By JEAN DUTOURD (The University of Chicago Press; 1951/98)
A children’s book? That’s the designation given this 1951 French novella by translator Wendy Doniger in her forward. Specifically, she compares A DOG’S HEAD to ALICE IN WONDERLAND, as “both are and are not for children, resorted to by authors who wish to write lightly about subjects they fear may be too heavy to treat in adult literature without becoming Maudlin.” I’d reject the children’s book label altogether, as despite the childlike simplicity of its prose and overall mood of unquestioned fancy, A DOG’S HEAD by Jean Dutourd is a grown-up entertainment in virtually every aspect, being tough-minded and bearing a trajectory that’s quite bleak.

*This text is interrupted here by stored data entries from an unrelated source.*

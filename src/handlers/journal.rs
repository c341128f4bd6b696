// src/handlers/journal.rs

use axum::{
    extract::{Path, State},
    http::StatusCode,
    response::IntoResponse,
    Json,
};
use chrono::NaiveDate;
use rust_decimal::Decimal;
use serde::Deserialize;
use utoipa::ToSchema;
use uuid::Uuid;
use validator::Validate;

use crate::{
    common::{error::AppError, validation::validate_not_negative},
    config::AppState,
    middleware::auth::AuthenticatedUser,
    models::finance::{JournalEntry, JournalEntryKind},
};

#[derive(Debug, Deserialize, Validate, ToSchema)]
#[serde(rename_all = "camelCase")]
pub struct JournalEntryPayload {
    pub kind: JournalEntryKind,

    #[validate(length(min = 1, message = "A descrição é obrigatória."))]
    pub description: String,

    #[validate(custom(function = "validate_not_negative"))]
    pub amount: Decimal,

    pub entry_date: NaiveDate,
}

#[utoipa::path(
    get,
    path = "/api/journal",
    tag = "Finance",
    responses((status = 200, description = "Lançamentos do usuário", body = [JournalEntry])),
    security(("api_jwt" = []))
)]
pub async fn list_journal_entries(
    State(app_state): State<AppState>,
    user: AuthenticatedUser,
) -> Result<impl IntoResponse, AppError> {
    let entries = app_state.finance_repo.list_journal_entries(user.0.id).await?;
    Ok((StatusCode::OK, Json(entries)))
}

#[utoipa::path(
    post,
    path = "/api/journal",
    tag = "Finance",
    request_body = JournalEntryPayload,
    responses((status = 201, description = "Lançamento registrado", body = JournalEntry)),
    security(("api_jwt" = []))
)]
pub async fn create_journal_entry(
    State(app_state): State<AppState>,
    user: AuthenticatedUser,
    Json(payload): Json<JournalEntryPayload>,
) -> Result<impl IntoResponse, AppError> {
    payload.validate().map_err(AppError::ValidationError)?;

    let entry = app_state
        .finance_repo
        .create_journal_entry(
            user.0.id,
            payload.kind,
            &payload.description,
            payload.amount,
            payload.entry_date,
        )
        .await?;

    Ok((StatusCode::CREATED, Json(entry)))
}

#[utoipa::path(
    put,
    path = "/api/journal/{entry_id}",
    tag = "Finance",
    request_body = JournalEntryPayload,
    params(("entry_id" = Uuid, Path, description = "ID do Lançamento")),
    responses(
        (status = 200, description = "Lançamento atualizado", body = JournalEntry),
        (status = 404, description = "Lançamento não encontrado")
    ),
    security(("api_jwt" = []))
)]
pub async fn update_journal_entry(
    State(app_state): State<AppState>,
    user: AuthenticatedUser,
    Path(entry_id): Path<Uuid>,
    Json(payload): Json<JournalEntryPayload>,
) -> Result<impl IntoResponse, AppError> {
    payload.validate().map_err(AppError::ValidationError)?;

    let entry = app_state
        .finance_repo
        .update_journal_entry(
            entry_id,
            user.0.id,
            payload.kind,
            &payload.description,
            payload.amount,
            payload.entry_date,
        )
        .await?;

    Ok((StatusCode::OK, Json(entry)))
}

#[utoipa::path(
    delete,
    path = "/api/journal/{entry_id}",
    tag = "Finance",
    params(("entry_id" = Uuid, Path, description = "ID do Lançamento")),
    responses(
        (status = 204, description = "Lançamento removido"),
        (status = 404, description = "Lançamento não encontrado")
    ),
    security(("api_jwt" = []))
)]
pub async fn delete_journal_entry(
    State(app_state): State<AppState>,
    user: AuthenticatedUser,
    Path(entry_id): Path<Uuid>,
) -> Result<impl IntoResponse, AppError> {
    app_state.finance_repo.delete_journal_entry(entry_id, user.0.id).await?;
    Ok(StatusCode::NO_CONTENT)
}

The subject is Edmond, a child born with the head of a spaniel bearing “long, flapping ears, wide, gaping jaws, and long hairs, masses of yellow and white hairs.” Edmond’s body, however, is that of normal person, which renders him a freak (a trip to a barber to shave off his fur is “A cruel ordeal” that leaves him looking even weirder than before). His bourgeoise parents are horrified but try their best to keep an even keel around Edmond, whose schoolmates, as you might guess, aren’t nearly as polite. Even a pet dog shuns him, running away because, apparently, Edmond shows too much canine affection.
This is very much an outsider narrative (of a type that encompasses OF MICE AND MEN, THE ELEPHANT MAN and FORREST GUMP), but has one standout element: it’s a rare example of outsider literature that doesn’t turn the hero into an impossibly virtuous saint faced with an uncaring world. Rather, in A DOG’S HEAD the deformed protagonist is every bit as petty and selfish as his tormentors, bullying people he views as beneath him and becoming into a greedy businessman. Ultimately Edmond ends his days just as he began them: as an outcast, with a madwoman for a wife and a bevy of hostile neighbors.
THE METAMORPHOSIS this slight tale isn’t, and nor is it FREAK THE MIGHTY. Rather, A DOG’S HEAD stakes out its own category, being a sui generis example of big-hearted fantasy spiced with unsentimental magic realism. Kids are advised to steer clear.